After completing irradiation, in the case of the abrasion method a contact lens is placed onto the eye and covers the eye for the following four days. While the lens is in the eye, the patient receiving home treatment will apply antibiotic drops into the eye five times per day. After removal of the lens from the eye, therapy will move on to local corticoids similarly to transepithelial treatment. Corticoids are applied into the eye for three months. Subsequently, the patient attends regular checkups for six months.
2. Implantation of intrastromal segments (rings)
This is an invasive technique where one or two segments are inserted into approximately 80% of the thickness of the cornea after creating an intrastromal channel. The exact number depends on how large and spread the area of keratoconus is.
This ambulant surgery is preceded by a detailed examination of the cornea and the determination of the number of implants and the place of incision.
The surgery itself takes approximately 25 minutes. At the end of the surgery, the eye is covered with a contact lens which will be removed on the fourth day after the surgery. Post-operative treatment is very short and only lasts seven days. As with CXL, the subsequent monitoring period is six months.
3. Laser correction by corneal topographic finding
In certain forms of early detections of keratoconus it is possible to perform two procedures in one: the treatment of the cornea with the excimer laser, which achieves a correction of the refractive error of the cornea and after that the CXL procedure is carried out (see above). That stabilizes the cornea and stops thereby the progress of keratoconus. This surgery is not suitable for everyone. Restrictions are given by the stage of the keratoconus, the extent of the refractive error and especially the thickness of the cornea.

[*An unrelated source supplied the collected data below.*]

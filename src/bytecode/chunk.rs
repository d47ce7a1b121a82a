use super::opcode::OpCode;
use serde::{Deserialize, Serialize};
use std::cell::OnceCell;
use std::fmt;
use std::rc::Rc;

/// Instruction operand as stored in a compiled script
#[derive(Debug, Clone, PartialEq, Serialize, Deserialize)]
pub enum Operand {
    None,
    Int(i32),
    Float(f64),
    Bool(bool),
    Str(String),
    Ident(String),
}

impl Operand {
    pub fn ident(name: impl Into<String>) -> Self {
        Operand::Ident(name.into())
    }

    pub fn str(text: impl Into<String>) -> Self {
        Operand::Str(text.into())
    }
}

impl From<i32> for Operand {
    fn from(i: i32) -> Self {
        Operand::Int(i)
    }
}

impl From<f64> for Operand {
    fn from(f: f64) -> Self {
        Operand::Float(f)
    }
}

impl From<bool> for Operand {
    fn from(b: bool) -> Self {
        Operand::Bool(b)
    }
}

#[derive(Debug, Clone, PartialEq, Serialize, Deserialize)]
pub struct Instruction {
    pub op: OpCode,
    #[serde(default)]
    pub args: Vec<Operand>,
}

impl Instruction {
    pub fn new(op: OpCode, args: Vec<Operand>) -> Self {
        Self { op, args }
    }
}

/// Declared parameter or local
#[derive(Debug, Clone, PartialEq, Default, Serialize, Deserialize)]
pub struct VarInfo {
    pub name: String,
    pub type_name: String,
}

impl VarInfo {
    pub fn new(name: impl Into<String>, type_name: impl Into<String>) -> Self {
        Self {
            name: name.into(),
            type_name: type_name.into(),
        }
    }
}

/// Object-level variable, the storage behind properties and script state
#[derive(Debug, Clone, PartialEq, Serialize, Deserialize)]
pub struct VariableInfo {
    pub name: String,
    pub type_name: String,
    #[serde(default = "VariableInfo::no_initial")]
    pub initial: Operand,
}

impl VariableInfo {
    fn no_initial() -> Operand {
        Operand::None
    }
}

#[derive(Debug, Clone, PartialEq, Default, Serialize, Deserialize)]
#[serde(default)]
pub struct FunctionInfo {
    pub return_type: String,
    pub doc: String,
    pub is_native: bool,
    pub params: Vec<VarInfo>,
    pub locals: Vec<VarInfo>,
    pub code: Vec<Instruction>,
}

impl FunctionInfo {
    pub fn new(params: Vec<VarInfo>, locals: Vec<VarInfo>, code: Vec<Instruction>) -> Self {
        Self {
            params,
            locals,
            code,
            ..Default::default()
        }
    }
}

#[derive(Debug, Clone, PartialEq, Serialize, Deserialize)]
pub struct NamedFunction {
    pub name: String,
    pub function: FunctionInfo,
}

#[derive(Debug, Clone, PartialEq, Default, Serialize, Deserialize)]
#[serde(default)]
pub struct StateInfo {
    pub name: String,
    pub functions: Vec<NamedFunction>,
}

#[derive(Debug, Clone, PartialEq, Default, Serialize, Deserialize)]
#[serde(default)]
pub struct PropInfo {
    pub name: String,
    pub type_name: String,
    pub flags: u8,
    pub read_handler: Option<FunctionInfo>,
    pub write_handler: Option<FunctionInfo>,
    pub auto_var_name: String,
}

impl PropInfo {
    pub const FLAG_READ: u8 = 1;
    pub const FLAG_WRITE: u8 = 2;
    pub const FLAG_AUTOVAR: u8 = 4;

    pub fn read_handler(&self) -> Option<&FunctionInfo> {
        if self.flags & (Self::FLAG_READ | Self::FLAG_AUTOVAR) == Self::FLAG_READ {
            self.read_handler.as_ref()
        } else {
            None
        }
    }

    pub fn write_handler(&self) -> Option<&FunctionInfo> {
        if self.flags & (Self::FLAG_WRITE | Self::FLAG_AUTOVAR) == Self::FLAG_WRITE {
            self.write_handler.as_ref()
        } else {
            None
        }
    }
}

/// One class entry of a compiled script
#[derive(Debug, Clone, PartialEq, Default, Serialize, Deserialize)]
#[serde(default)]
pub struct ObjectInfo {
    pub name: String,
    pub parent_class_name: String,
    pub auto_state_name: String,
    pub variables: Vec<VariableInfo>,
    pub properties: Vec<PropInfo>,
    pub states: Vec<StateInfo>,
}

#[derive(Debug, Clone, PartialEq, Default, Serialize, Deserialize)]
#[serde(transparent)]
pub struct StringTable {
    storage: Vec<String>,
}

impl StringTable {
    pub fn new(storage: Vec<String>) -> Self {
        Self { storage }
    }

    pub fn contains(&self, s: &str) -> bool {
        self.storage.iter().any(|entry| entry == s)
    }

    pub fn iter(&self) -> impl Iterator<Item = &str> {
        self.storage.iter().map(String::as_str)
    }

    pub fn len(&self) -> usize {
        self.storage.len()
    }

    pub fn is_empty(&self) -> bool {
        self.storage.is_empty()
    }
}

/// A compiled script: one class with its string table
#[derive(Debug, Clone, PartialEq, Default, Serialize, Deserialize)]
#[serde(default)]
pub struct Script {
    pub source: String,
    pub user_flags: u32,
    pub string_table: StringTable,
    pub objects: Vec<ObjectInfo>,
}

impl Script {
    pub fn from_json(json: &str) -> Result<Self, serde_json::Error> {
        serde_json::from_str(json)
    }

    pub fn main_object(&self) -> Option<&ObjectInfo> {
        self.objects.first()
    }

    /// Immediate parent class, empty for a root class
    pub fn parent_class_name(&self) -> &str {
        self.main_object()
            .map(|object| object.parent_class_name.as_str())
            .unwrap_or("")
    }
}

struct LazyInner {
    source: String,
    loaded: OnceCell<Rc<Script>>,
    loader: Box<dyn Fn() -> Script>,
}

/// Shared handle to a script that is only materialized on first use
#[derive(Clone)]
pub struct LazyScript {
    inner: Rc<LazyInner>,
}

impl LazyScript {
    pub fn new(source: impl Into<String>, loader: impl Fn() -> Script + 'static) -> Self {
        Self {
            inner: Rc::new(LazyInner {
                source: source.into(),
                loaded: OnceCell::new(),
                loader: Box::new(loader),
            }),
        }
    }

    pub fn from_script(script: Script) -> Self {
        let source = script.source.clone();
        let loaded = OnceCell::new();
        let _ = loaded.set(Rc::new(script));
        Self {
            inner: Rc::new(LazyInner {
                source,
                loaded,
                loader: Box::new(Script::default),
            }),
        }
    }

    pub fn source(&self) -> &str {
        &self.inner.source
    }

    pub fn is_loaded(&self) -> bool {
        self.inner.loaded.get().is_some()
    }

    pub fn get(&self) -> &Rc<Script> {
        self.inner
            .loaded
            .get_or_init(|| Rc::new((self.inner.loader)()))
    }
}

impl fmt::Debug for LazyScript {
    fn fmt(&self, f: &mut fmt::Formatter<'_>) -> fmt::Result {
        write!(f, "<script {}>", self.inner.source)
    }
}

4. Corneal Transplantations
We performed the first corneal endothelial transplantation in September 2008. Since then, we have also gradually introduced perforation and anterior lamellar transplantation of the cornea into our ambulant surgery.
Depending on findings and the level of damaged part of the cornea, we select the most suitable method, so the eye is burdened least possible and only that part is transplanted, which is really damaged. Therefore, we always consider transplantation through the entire thickness (perforating or only partial), i.e. lamellar, which puts the least burden on the patient’s eyes.
During the first days after the surgery, we monitor the patient in accordance with a scheme stated in advance. Subsequent regular care is carried out by a local ophthalmologist as agreed with us in advance.
So far, we have carried out all transplants under local anaesthetic but, if necessary, surgery may also be carried out under general anaesthesia in our clinic.
We get grafts from the Eye Tissue Bank at the Ophthalmology Clinic of the University Hospital of Královské Vinohrady, Prague, which, in terms of quality, meet the highest requirements of ophthalmological surgeons around the world. In most cases, the waiting period for a transplant is shorter than eight weeks.